::: DATA RECORDS

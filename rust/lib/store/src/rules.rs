//! Row-security policies and before-write triggers attached to a table.
//!
//! Policies are permissive: an operation passes if any applicable policy's
//! rule passes. With row security enabled and no applicable policy, the
//! operation is denied. Policies and triggers are keyed by name, so
//! installing one under an existing name replaces it.

use std::collections::BTreeMap;
use std::fmt;

use chrono::{DateTime, Utc};
use sites_core::ServiceError;

use crate::approval::ApprovalList;
use crate::identity::Caller;
use crate::model::SiteRecord;
use crate::timestamp;

/// A storage operation against a table.
#[derive(Debug, Clone, Copy, PartialEq, Eq)]
pub enum Operation {
    Select,
    Insert,
    Update,
    Delete,
}

impl Operation {
    pub fn is_write(self) -> bool {
        !matches!(self, Operation::Select)
    }

    pub fn as_str(self) -> &'static str {
        match self {
            Operation::Select => "select",
            Operation::Insert => "insert",
            Operation::Update => "update",
            Operation::Delete => "delete",
        }
    }
}

impl fmt::Display for Operation {
    fn fmt(&self, f: &mut fmt::Formatter<'_>) -> fmt::Result {
        f.write_str(self.as_str())
    }
}

/// Which operations a policy covers.
#[derive(Debug, Clone, Copy, PartialEq, Eq)]
pub enum Command {
    Select,
    Insert,
    Update,
    Delete,
    All,
}

impl Command {
    pub fn applies_to(self, op: Operation) -> bool {
        match self {
            Command::All => true,
            Command::Select => op == Operation::Select,
            Command::Insert => op == Operation::Insert,
            Command::Update => op == Operation::Update,
            Command::Delete => op == Operation::Delete,
        }
    }
}

/// A predicate over the caller.
#[derive(Debug, Clone, Copy, PartialEq, Eq)]
pub enum Rule {
    /// Always passes, authenticated or not.
    Public,
    /// Caller has an email claim with an `approved` entry on the approval list.
    ApprovedCaller,
}

impl Rule {
    pub fn evaluate(self, caller: &Caller, approvals: &dyn ApprovalList) -> Result<bool, ServiceError> {
        match self {
            Rule::Public => Ok(true),
            Rule::ApprovedCaller => match caller.email() {
                Some(email) => approvals.is_approved(email),
                None => Ok(false),
            },
        }
    }
}

/// When a policy is evaluated relative to the write.
#[derive(Debug, Clone, Copy, PartialEq, Eq)]
pub enum Phase {
    /// Before the write, against the existing row.
    Using,
    /// After the write is computed, against the resulting row.
    WithCheck,
}

#[derive(Debug, Clone, PartialEq, Eq)]
pub struct Policy {
    pub name: String,
    pub command: Command,
    pub using: Rule,
    /// Falls back to `using` when absent.
    pub with_check: Option<Rule>,
}

impl Policy {
    pub fn new(name: impl Into<String>, command: Command, using: Rule) -> Self {
        Self {
            name: name.into(),
            command,
            using,
            with_check: None,
        }
    }

    pub fn with_check(mut self, rule: Rule) -> Self {
        self.with_check = Some(rule);
        self
    }

    fn rule_for(&self, phase: Phase) -> Rule {
        match phase {
            Phase::Using => self.using,
            Phase::WithCheck => self.with_check.unwrap_or(self.using),
        }
    }
}

#[derive(Debug, Clone, Copy, PartialEq, Eq)]
pub enum TriggerAction {
    /// Set `last_modified` to the current time.
    StampLastModified,
}

/// A before-write hook. Runs after the pre-check and before the post-check.
#[derive(Debug, Clone, PartialEq, Eq)]
pub struct Trigger {
    pub name: String,
    pub events: Vec<Operation>,
    pub action: TriggerAction,
}

impl Trigger {
    pub fn before(name: impl Into<String>, events: &[Operation], action: TriggerAction) -> Self {
        Self {
            name: name.into(),
            events: events.to_vec(),
            action,
        }
    }

    fn fires_on(&self, op: Operation) -> bool {
        self.events.contains(&op)
    }
}

/// Policies and triggers attached to one table.
#[derive(Debug, Clone)]
pub struct TableRules {
    table: String,
    row_security: bool,
    policies: BTreeMap<String, Policy>,
    triggers: BTreeMap<String, Trigger>,
}

impl TableRules {
    pub fn new(table: impl Into<String>) -> Self {
        Self {
            table: table.into(),
            row_security: false,
            policies: BTreeMap::new(),
            triggers: BTreeMap::new(),
        }
    }

    pub fn table(&self) -> &str {
        &self.table
    }

    pub fn enable_row_security(&mut self) {
        self.row_security = true;
    }

    pub fn row_security(&self) -> bool {
        self.row_security
    }

    /// Install a policy, replacing any policy with the same name.
    pub fn install_policy(&mut self, policy: Policy) -> Option<Policy> {
        self.policies.insert(policy.name.clone(), policy)
    }

    pub fn drop_policy(&mut self, name: &str) -> Option<Policy> {
        self.policies.remove(name)
    }

    /// Install a trigger, replacing any trigger with the same name.
    pub fn install_trigger(&mut self, trigger: Trigger) -> Option<Trigger> {
        self.triggers.insert(trigger.name.clone(), trigger)
    }

    pub fn drop_trigger(&mut self, name: &str) -> Option<Trigger> {
        self.triggers.remove(name)
    }

    pub fn policies(&self) -> impl Iterator<Item = &Policy> {
        self.policies.values()
    }

    pub fn triggers(&self) -> impl Iterator<Item = &Trigger> {
        self.triggers.values()
    }

    /// Decide whether `caller` may perform `op` in the given phase.
    ///
    /// Public rules are tried first so that an open operation never
    /// depends on the approval list being reachable.
    pub fn check(
        &self,
        phase: Phase,
        op: Operation,
        caller: &Caller,
        approvals: &dyn ApprovalList,
    ) -> Result<(), ServiceError> {
        if !self.row_security {
            return Ok(());
        }

        let mut rules: Vec<Rule> = self
            .policies
            .values()
            .filter(|p| p.command.applies_to(op))
            .map(|p| p.rule_for(phase))
            .collect();
        rules.sort_by_key(|r| *r != Rule::Public);

        for rule in rules {
            if rule.evaluate(caller, approvals)? {
                return Ok(());
            }
        }

        Err(ServiceError::PermissionDenied(format!(
            "{} on {} denied for {}",
            op, self.table, caller
        )))
    }

    /// Run every before-trigger registered for `op` on the outgoing row.
    pub fn fire_before(
        &self,
        op: Operation,
        previous: Option<&SiteRecord>,
        record: &mut SiteRecord,
        now: DateTime<Utc>,
    ) {
        for trigger in self.triggers.values().filter(|t| t.fires_on(op)) {
            match trigger.action {
                TriggerAction::StampLastModified => {
                    let prev = previous.map(|p| p.last_modified).unwrap_or(now);
                    timestamp::stamp_update(record, prev, now);
                }
            }
        }
    }
}

#[cfg(test)]
mod tests {
    use super::*;
    use crate::approval::StaticApprovals;

    /// An approval list that is always unreachable.
    struct Broken;

    impl ApprovalList for Broken {
        fn is_approved(&self, _email: &str) -> Result<bool, ServiceError> {
            Err(ServiceError::Storage("approval list offline".into()))
        }
    }

    fn rules() -> TableRules {
        let mut rules = TableRules::new("things");
        rules.enable_row_security();
        rules.install_policy(Policy::new("read", Command::Select, Rule::Public));
        rules.install_policy(
            Policy::new("write", Command::All, Rule::ApprovedCaller).with_check(Rule::ApprovedCaller),
        );
        rules
    }

    #[test]
    fn command_coverage() {
        assert!(Command::All.applies_to(Operation::Delete));
        assert!(Command::Select.applies_to(Operation::Select));
        assert!(!Command::Select.applies_to(Operation::Insert));
        assert!(!Operation::Select.is_write());
        assert!(Operation::Delete.is_write());
    }

    #[test]
    fn disabled_row_security_allows_everything() {
        let rules = TableRules::new("open");
        let approvals = StaticApprovals::default();
        rules
            .check(Phase::Using, Operation::Delete, &Caller::Anonymous, &approvals)
            .unwrap();
    }

    #[test]
    fn enabled_without_policies_denies() {
        let mut rules = TableRules::new("closed");
        rules.enable_row_security();
        let approvals = StaticApprovals::default();
        let err = rules
            .check(Phase::Using, Operation::Select, &Caller::Anonymous, &approvals)
            .unwrap_err();
        assert!(err.is_permission_denied());
    }

    #[test]
    fn reads_do_not_consult_approval_list() {
        let rules = rules();
        rules
            .check(Phase::Using, Operation::Select, &Caller::with_email("a@x.org"), &Broken)
            .unwrap();
    }

    #[test]
    fn writes_follow_approval_list() {
        let rules = rules();
        let approvals = StaticApprovals::new(["a@x.org"]);
        for op in [Operation::Insert, Operation::Update, Operation::Delete] {
            for phase in [Phase::Using, Phase::WithCheck] {
                rules
                    .check(phase, op, &Caller::with_email("a@x.org"), &approvals)
                    .unwrap();
                let err = rules
                    .check(phase, op, &Caller::with_email("b@x.org"), &approvals)
                    .unwrap_err();
                assert!(err.is_permission_denied());
                let err = rules
                    .check(phase, op, &Caller::Anonymous, &approvals)
                    .unwrap_err();
                assert!(err.to_string().contains("anonymous"));
            }
        }
    }

    #[test]
    fn approval_lookup_errors_propagate() {
        let rules = rules();
        let err = rules
            .check(Phase::Using, Operation::Update, &Caller::with_email("a@x.org"), &Broken)
            .unwrap_err();
        assert!(matches!(err, ServiceError::Storage(_)));
    }

    #[test]
    fn with_check_falls_back_to_using() {
        let mut rules = TableRules::new("t");
        rules.enable_row_security();
        rules.install_policy(Policy::new("p", Command::Insert, Rule::ApprovedCaller));
        let approvals = StaticApprovals::default();
        assert!(rules
            .check(Phase::WithCheck, Operation::Insert, &Caller::Anonymous, &approvals)
            .is_err());
    }

    #[test]
    fn install_replaces_by_name() {
        let mut rules = rules();
        let old = rules.install_policy(Policy::new("read", Command::Select, Rule::ApprovedCaller));
        assert_eq!(old.map(|p| p.using), Some(Rule::Public));
        assert_eq!(rules.policies().count(), 2);

        assert!(rules.drop_policy("read").is_some());
        assert!(rules.drop_policy("read").is_none());
        assert_eq!(rules.policies().count(), 1);
    }
}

::::::

WHAT IS BEING ASKED: Check each line above for "ApprovalList" and state how many match, answering with only the number.

ANSWER SPACE: 4